%%

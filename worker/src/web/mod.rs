//! Health endpoints for external monitoring.
//!
//! - `GET /health` runs every probe and returns the aggregate
//! - `GET /health/:name` runs a single probe (`rabbitmq`, `smtp`)
//!
//! Responses are 200 when healthy and 503 otherwise.

pub mod handlers;

pub use handlers::{health, probe, router, AppState};
//! Activity log entry types.

use std::fmt;

use chrono::{DateTime, Utc};
use serde::{Deserialize, Serialize};

/// User id recorded for entries raised by the service itself.
pub const SYSTEM_USER: &str = "system";

/// Target type for broker related entries.
pub const TARGET_RABBITMQ: &str = "RabbitMQ";

/// Entry severity, ordered from least to most severe.
#[derive(Debug, Clone, Copy, PartialEq, Eq, PartialOrd, Ord, Hash, Serialize, Deserialize)]
pub enum Severity {
    Information,
    Warning,
    Error,
    Critical,
}

impl fmt::Display for Severity {
    fn fmt(&self, f: &mut fmt::Formatter<'_>) -> fmt::Result {
        let name = match self {
            Severity::Information => "information",
            Severity::Warning => "warning",
            Severity::Error => "error",
            Severity::Critical => "critical",
        };
        f.write_str(name)
    }
}

/// A single activity log record.
#[derive(Debug, Clone, PartialEq, Eq, Serialize, Deserialize)]
pub struct LogEntry {
    /// Acting user, or [`SYSTEM_USER`]
    pub user_id: String,
    /// What happened (e.g. "Publish", "Consume")
    pub activity_type: String,
    /// Kind of object acted on (e.g. "RabbitMQ")
    pub target_type: String,
    /// Identifier of the object acted on (e.g. a queue name)
    pub target_id: String,
    pub description: Option<String>,
    /// Source IP of the request that triggered the entry
    pub ip_address: Option<String>,
    pub severity: Severity,
    pub created_at: DateTime<Utc>,
}

impl LogEntry {
    pub fn new(
        user_id: impl Into<String>,
        activity_type: impl Into<String>,
        target_type: impl Into<String>,
        target_id: impl Into<String>,
        severity: Severity,
    ) -> Self {
        LogEntry {
            user_id: user_id.into(),
            activity_type: activity_type.into(),
            target_type: target_type.into(),
            target_id: target_id.into(),
            description: None,
            ip_address: None,
            severity,
            created_at: Utc::now(),
        }
    }

    /// An entry raised by the service rather than a user.
    pub fn system(
        activity_type: impl Into<String>,
        target_type: impl Into<String>,
        target_id: impl Into<String>,
        severity: Severity,
    ) -> Self {
        Self::new(SYSTEM_USER, activity_type, target_type, target_id, severity)
    }

    pub fn with_description(mut self, description: impl Into<String>) -> Self {
        self.description = Some(description.into());
        self
    }

    pub fn with_ip_address(mut self, ip_address: impl Into<String>) -> Self {
        self.ip_address = Some(ip_address.into());
        self
    }
}
//! In-memory buffer for entries the primary store could not take.

use std::collections::VecDeque;
use std::sync::{Mutex, MutexGuard, PoisonError};

use tokio::sync::Mutex as AsyncMutex;

use super::entry::LogEntry;
use super::store::{LogStore, StoreError};

/// Unbounded, insertion-ordered queue of pending log entries.
///
/// Any number of tasks may push concurrently. Draining is serialized by a
/// separate async lock, and only the drainer removes entries, so the entry at
/// the front stays put while it is being written out.
#[derive(Default)]
pub struct LogStash {
    entries: Mutex<VecDeque<LogEntry>>,
    drain_lock: AsyncMutex<()>,
}

impl LogStash {
    pub fn new() -> Self {
        Self::default()
    }

    pub fn push(&self, entry: LogEntry) {
        self.lock().push_back(entry);
    }

    pub fn len(&self) -> usize {
        self.lock().len()
    }

    pub fn is_empty(&self) -> bool {
        self.lock().is_empty()
    }

    /// Copy of the pending entries, oldest first.
    pub fn snapshot(&self) -> Vec<LogEntry> {
        self.lock().iter().cloned().collect()
    }

    /// Write pending entries to `store` oldest first, removing each one only
    /// after it was saved.
    ///
    /// Stops at the first failure and returns it together with the number of
    /// entries already written; those stay removed and the rest stay stashed.
    pub async fn drain_into(&self, store: &dyn LogStore) -> Result<usize, (usize, StoreError)> {
        let _guard = self.drain_lock.lock().await;
        self.drain_locked(store, usize::MAX).await
    }

    /// Write at most `limit` pending entries, returning `None` straight away
    /// if another drain is already running.
    pub async fn try_drain_into(
        &self,
        store: &dyn LogStore,
        limit: usize,
    ) -> Option<Result<usize, (usize, StoreError)>> {
        let _guard = self.drain_lock.try_lock().ok()?;
        Some(self.drain_locked(store, limit).await)
    }

    async fn drain_locked(
        &self,
        store: &dyn LogStore,
        limit: usize,
    ) -> Result<usize, (usize, StoreError)> {
        let mut written = 0;
        while written < limit {
            let next = self.lock().front().cloned();
            let Some(entry) = next else {
                return Ok(written);
            };

            if let Err(e) = store.save(&entry).await {
                return Err((written, e));
            }

            self.lock().pop_front();
            written += 1;
        }
        Ok(written)
    }

    fn lock(&self) -> MutexGuard<'_, VecDeque<LogEntry>> {
        self.entries.lock().unwrap_or_else(PoisonError::into_inner)
    }
}

#[cfg(test)]
mod tests {
    use super::*;
    use crate::activity::entry::Severity;
    use crate::activity::store::MemoryLogStore;
    use async_trait::async_trait;
    use std::collections::HashSet;
    use std::sync::Arc;
    use std::time::Duration;

    /// Store that takes a while for every save.
    #[derive(Default)]
    struct SlowStore {
        saved: Mutex<Vec<LogEntry>>,
    }

    impl SlowStore {
        fn ids(&self) -> Vec<String> {
            let saved = self.saved.lock().unwrap();
            saved.iter().map(|e| e.target_id.clone()).collect()
        }
    }

    #[async_trait]
    impl LogStore for SlowStore {
        async fn save(&self, entry: &LogEntry) -> Result<(), StoreError> {
            tokio::time::sleep(Duration::from_millis(10)).await;
            self.saved.lock().unwrap().push(entry.clone());
            Ok(())
        }
    }

    fn entry(target_id: &str) -> LogEntry {
        LogEntry::system("Publish", "RabbitMQ", target_id, Severity::Error)
    }

    #[tokio::test]
    async fn test_drain_preserves_insertion_order() {
        let stash = LogStash::new();
        let store = MemoryLogStore::new();
        for id in ["a", "b", "c"] {
            stash.push(entry(id));
        }

        assert_eq!(stash.drain_into(&store).await.unwrap(), 3);
        assert!(stash.is_empty());
        let ids: Vec<_> = store.entries().into_iter().map(|e| e.target_id).collect();
        assert_eq!(ids, vec!["a", "b", "c"]);
    }

    #[tokio::test]
    async fn test_drain_into_unavailable_store_keeps_everything() {
        let stash = LogStash::new();
        let store = MemoryLogStore::new();
        store.set_available(false);
        stash.push(entry("a"));
        stash.push(entry("b"));

        let (written, _) = stash.drain_into(&store).await.unwrap_err();
        assert_eq!(written, 0);
        assert_eq!(stash.len(), 2);
    }

    #[tokio::test]
    async fn test_concurrent_pushes_are_not_lost() {
        let stash = Arc::new(LogStash::new());

        let handles: Vec<_> = (0..50)
            .map(|i| {
                let stash = Arc::clone(&stash);
                tokio::spawn(async move { stash.push(entry(&i.to_string())) })
            })
            .collect();
        for handle in handles {
            handle.await.unwrap();
        }

        assert_eq!(stash.len(), 50);
        let mut ids: Vec<u32> = stash
            .snapshot()
            .into_iter()
            .map(|e| e.target_id.parse().unwrap())
            .collect();
        ids.sort_unstable();
        assert_eq!(ids, (0..50u32).collect::<Vec<_>>());
    }

    #[tokio::test]
    async fn test_bounded_drain_leaves_the_rest() {
        let stash = LogStash::new();
        let store = MemoryLogStore::new();
        for id in ["a", "b", "c", "d"] {
            stash.push(entry(id));
        }

        assert!(matches!(stash.try_drain_into(&store, 3).await, Some(Ok(3))));
        let left: Vec<_> = stash.snapshot().into_iter().map(|e| e.target_id).collect();
        assert_eq!(left, vec!["d"]);
    }

    #[tokio::test]
    async fn test_try_drain_skips_while_draining() {
        let stash = Arc::new(LogStash::new());
        let store = Arc::new(SlowStore::default());
        for i in 0..5 {
            stash.push(entry(&format!("old-{i}")));
        }

        let drain = {
            let stash = Arc::clone(&stash);
            let store = Arc::clone(&store);
            tokio::spawn(async move { stash.drain_into(store.as_ref()).await })
        };
        tokio::time::sleep(Duration::from_millis(15)).await;

        assert!(stash.try_drain_into(store.as_ref(), 10).await.is_none());
        assert!(matches!(drain.await.unwrap(), Ok(5)));
    }

    #[tokio::test]
    async fn test_push_during_drain_is_written_exactly_once() {
        let stash = Arc::new(LogStash::new());
        let store = Arc::new(SlowStore::default());
        for i in 0..5 {
            stash.push(entry(&format!("old-{i}")));
        }

        let drain = {
            let stash = Arc::clone(&stash);
            let store = Arc::clone(&store);
            tokio::spawn(async move { stash.drain_into(store.as_ref()).await })
        };

        // Wait until the drain is past its first entry, then push from many
        // tasks while it is still running.
        tokio::time::timeout(Duration::from_secs(5), async {
            while store.ids().is_empty() {
                tokio::time::sleep(Duration::from_millis(1)).await;
            }
        })
        .await
        .expect("drain did not start");

        let pushes: Vec<_> = (0..20)
            .map(|i| {
                let stash = Arc::clone(&stash);
                tokio::spawn(async move { stash.push(entry(&format!("new-{i}"))) })
            })
            .collect();
        for push in pushes {
            push.await.unwrap();
        }

        assert!(drain.await.unwrap().is_ok());
        assert!(stash.drain_into(store.as_ref()).await.is_ok());

        assert!(stash.is_empty());
        let ids = store.ids();
        assert_eq!(ids.len(), 25);
        assert_eq!(ids.iter().collect::<HashSet<_>>().len(), 25);
        let expected_old: Vec<String> = (0..5).map(|i| format!("old-{i}")).collect();
        assert_eq!(ids[..5], expected_old[..]);
    }
}
//! Shared, lazily established broker connection.
//!
//! One [`ConnectionManager`] is created at startup and handed to the
//! publisher, the consumer and the broker health probe. The first caller of
//! [`ConnectionManager::get`] starts the connection attempt; anyone arriving
//! while it is in flight awaits the same attempt instead of opening a second
//! physical connection.

use std::sync::{Arc, Mutex, MutexGuard, PoisonError};

use futures::future::{BoxFuture, FutureExt, Shared};
use tracing::{info, warn};

use super::{BrokerConnection, BrokerError, ConnectionOf, Connector};

type Attempt<T> = Shared<BoxFuture<'static, Result<Arc<T>, BrokerError>>>;

/// Owns the single connection to the broker.
pub struct ConnectionManager<C: Connector> {
    connector: Arc<C>,
    slot: Mutex<Option<Attempt<ConnectionOf<C>>>>,
}

impl<C: Connector> ConnectionManager<C> {
    pub fn new(connector: C) -> Self {
        Self {
            connector: Arc::new(connector),
            slot: Mutex::new(None),
        }
    }

    /// Return the shared connection, establishing it on first use.
    ///
    /// A failed attempt is reported to every caller that awaited it and is
    /// then forgotten, so the next call starts a fresh attempt. There is no
    /// retry inside the manager.
    pub async fn get(&self) -> Result<Arc<ConnectionOf<C>>, BrokerError> {
        let attempt = {
            let mut slot = self.lock();
            match slot.as_ref() {
                Some(attempt) => attempt.clone(),
                None => {
                    let connector = Arc::clone(&self.connector);
                    let attempt = async move { connector.connect().await.map(Arc::new) }
                        .boxed()
                        .shared();
                    *slot = Some(attempt.clone());
                    attempt
                }
            }
        };

        match attempt.clone().await {
            Ok(conn) => Ok(conn),
            Err(e) => {
                let mut slot = self.lock();
                if slot.as_ref().is_some_and(|current| current.ptr_eq(&attempt)) {
                    *slot = None;
                }
                warn!(error = %e, "rabbitmq_connection_failed");
                Err(e)
            }
        }
    }

    /// Whether a connection has been established and still reports open.
    pub fn is_connected(&self) -> bool {
        self.resolved().is_some_and(|conn| conn.is_open())
    }

    /// Forget the cached connection or in-flight attempt without closing it.
    pub fn reset(&self) {
        self.lock().take();
    }

    /// Close the cached connection, if one was established.
    pub async fn close(&self) {
        let conn = self.resolved();
        self.reset();

        if let Some(conn) = conn {
            if let Err(e) = conn.close().await {
                warn!(error = %e, "rabbitmq_connection_close_error");
            }
            info!("rabbitmq_connection_closed");
        }
    }

    fn resolved(&self) -> Option<Arc<ConnectionOf<C>>> {
        self.lock()
            .as_ref()
            .and_then(|attempt| attempt.peek())
            .and_then(|result| result.as_ref().ok())
            .cloned()
    }

    fn lock(&self) -> MutexGuard<'_, Option<Attempt<ConnectionOf<C>>>> {
        self.slot.lock().unwrap_or_else(PoisonError::into_inner)
    }
}

#[cfg(test)]
mod tests {
    use super::*;
    use crate::broker::MemoryBroker;
    use std::time::Duration;

    #[tokio::test]
    async fn test_concurrent_callers_share_one_attempt() {
        let broker = MemoryBroker::new();
        broker.set_connect_delay(Duration::from_millis(50));
        let manager = Arc::new(ConnectionManager::new(broker.clone()));

        let handles: Vec<_> = (0..16)
            .map(|_| {
                let manager = Arc::clone(&manager);
                tokio::spawn(async move { manager.get().await })
            })
            .collect();

        let mut connections = Vec::new();
        for handle in handles {
            connections.push(handle.await.unwrap().unwrap());
        }

        assert_eq!(broker.connect_attempts(), 1);
        assert!(connections
            .iter()
            .all(|conn| Arc::ptr_eq(conn, &connections[0])));
    }

    #[tokio::test]
    async fn test_resolved_connection_is_reused() {
        let broker = MemoryBroker::new();
        let manager = ConnectionManager::new(broker.clone());

        let first = manager.get().await.unwrap();
        let second = manager.get().await.unwrap();

        assert!(Arc::ptr_eq(&first, &second));
        assert_eq!(broker.connect_attempts(), 1);
        assert!(manager.is_connected());
    }

    #[tokio::test]
    async fn test_failure_is_shared_then_next_call_retries() {
        let broker = MemoryBroker::new();
        broker.set_reachable(false);
        broker.set_connect_delay(Duration::from_millis(30));
        let manager = Arc::new(ConnectionManager::new(broker.clone()));

        let a = tokio::spawn({
            let manager = Arc::clone(&manager);
            async move { manager.get().await }
        });
        let b = tokio::spawn({
            let manager = Arc::clone(&manager);
            async move { manager.get().await }
        });

        assert!(a.await.unwrap().is_err());
        assert!(b.await.unwrap().is_err());
        assert_eq!(broker.connect_attempts(), 1);
        assert!(!manager.is_connected());

        broker.set_reachable(true);
        assert!(manager.get().await.is_ok());
        assert_eq!(broker.connect_attempts(), 2);
    }

    #[tokio::test]
    async fn test_reset_forces_new_connection() {
        let broker = MemoryBroker::new();
        let manager = ConnectionManager::new(broker.clone());

        let first = manager.get().await.unwrap();
        manager.reset();
        let second = manager.get().await.unwrap();

        assert!(!Arc::ptr_eq(&first, &second));
        assert_eq!(broker.connect_attempts(), 2);
    }

    #[tokio::test]
    async fn test_close_closes_cached_connection() {
        let broker = MemoryBroker::new();
        let manager = ConnectionManager::new(broker.clone());

        let conn = manager.get().await.unwrap();
        manager.close().await;

        assert!(!conn.is_open());
        assert!(!manager.is_connected());
    }
}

%%

Work required → Lines that contain "saved" are the result; find them in the entries above and copy each one.

Answer to this problem →
    /// after it was saved.
        saved: Mutex<Vec<LogEntry>>,
            let saved = self.saved.lock().unwrap();
            saved.iter().map(|e| e.target_id.clone()).collect()
            self.saved.lock().unwrap().push(entry.clone());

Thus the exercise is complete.